„Thrill Me – Die Leopold & Loeb Story“

„Thrill Me – Die Leopold & Loeb Story“ – nach der wahren Geschichte der „thrill killers“ Nathan Leopold and Richard Loeb; Musik, Lyrics und Buch: Stephen Dolginoff; Deutsche Bearbeitung: Bernd Julius Arends; Inszenierung: Nico Rabenald; Musikalische Leitung, Klavier: Jan Wolf; Bühne: Alexander Arnold, Udo Lutz; Kostüme: Karin Alberti; Sounddesign: Marc Bartels. Darsteller: Bernd Julius Arends (Nathan Leopold) und Dominik Schulz (Richard Loeb). Sprecher: Björn Jung und Helmut Sanftenschneider (Bewährungskommission), Timon Hoffmann (Radionachrichtensprecher). Uraufführung: 2003, Midtown International Theatre Festival, New York City. Off-Broadway Premiere: 16. Mai 2005, The York Theatre at St. Peters, New York City. Deutschsprachige Erstaufführung: 5. Oktober 2012, KATiELLi Theater, Datteln.

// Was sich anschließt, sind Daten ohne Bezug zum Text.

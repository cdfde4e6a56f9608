//! Handlers for listing and running registered commands.

use axum::extract::{Path, State};
use axum::Json;
use serde::Serialize;
use servecmd_core::execution::output::ExecutionResult;

use crate::error::AppResult;
use crate::request::CommandParams;
use crate::response::DataResponse;
use crate::state::AppState;

// ---------------------------------------------------------------------------
// Response types
// ---------------------------------------------------------------------------

/// Public description of one declared parameter.
#[derive(Debug, Serialize)]
pub struct ParamSummary {
    pub name: String,
    pub required: bool,
    #[serde(rename = "type")]
    pub kind: &'static str,
}

/// Public description of a registered command.
#[derive(Debug, Serialize)]
pub struct CommandSummary {
    pub name: String,
    pub description: Option<String>,
    pub params: Vec<ParamSummary>,
}

// ---------------------------------------------------------------------------
// Handlers
// ---------------------------------------------------------------------------

/// GET /api/v1/commands
///
/// List registered commands, sorted by name.
pub async fn list_commands(State(state): State<AppState>) -> Json<DataResponse<Vec<CommandSummary>>> {
    let registry = state.runner.registry();
    let commands = registry
        .names()
        .into_iter()
        .filter_map(|name| registry.lookup(name))
        .map(|spec| CommandSummary {
            name: spec.name.clone(),
            description: spec.description.clone(),
            params: spec
                .params
                .iter()
                .map(|(name, param)| ParamSummary {
                    name: name.clone(),
                    required: param.required,
                    kind: param.kind.as_str(),
                })
                .collect(),
        })
        .collect();

    Json(DataResponse { data: commands })
}

/// POST /api/v1/commands/{name}
///
/// Run a registered command with the parameters carried by the request body.
pub async fn run_command(
    State(state): State<AppState>,
    Path(name): Path<String>,
    CommandParams(params): CommandParams,
) -> AppResult<Json<DataResponse<ExecutionResult>>> {
    let result = state.runner.run(&name, params).await?;
    Ok(Json(DataResponse { data: result }))
}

„Thrill Me – Die Leopold & Loeb Story“


Deutschsprachige Erstaufführung am KATiELLi Theater in Datteln


Das Musical „Thrill Me – Die Leopold & Loeb Story“ beruht auf der wahren Geschichte von Nathan Leopold und Richard Loeb, die 1924 einen Jungen umbrachten, um das „perfekte Verbrechen“ zu begehen. Die Originalproduktion von „Thrill Me: The Leopold & Loeb Story“ wurde 2003 beim Midtown International Theatre Festival in der Regie von Martin Charnin gezeigt. Vom 16. Mai 2005 bis 21. August 2005 folgte die Off-Broadway Produktion der York Theatre Company, und vom 5. bis 30. April 2011 wurde es in London am Tristan Bates Theatre aufgeführt. Die Produktion wurde vom Charing Cross Theatre am West End übernommen und dort vom 17. Mai bis 11. Juni 2011 gezeigt. Nun erlebt das Musical in der Deutschen Fassung von Bernd Julius Arends seine Deutschsprachige Erstaufführung am KATiELLi Theater in Datteln, Bernd Julius Arends (Nathan Leopold) und Dominik Schulz (Richard Loeb) verkörpern die beiden „Thrill Killers von Chicago“. Knapp zwei Jahre nach Eröffnung seines KATiELLi Theaters am 20. November 2010 im ehemaligen Lichtburg-Kino in Datteln zeigt Theaterbesitzer Bernd Julius Arends „Thrill Me – Die Leopold & Loeb Story“ als dritte eigene Musicalproduktion – nach „tick, tick… BOOM!“ im April 2011 und „King Kong – Das Musical“ im Februar 2012.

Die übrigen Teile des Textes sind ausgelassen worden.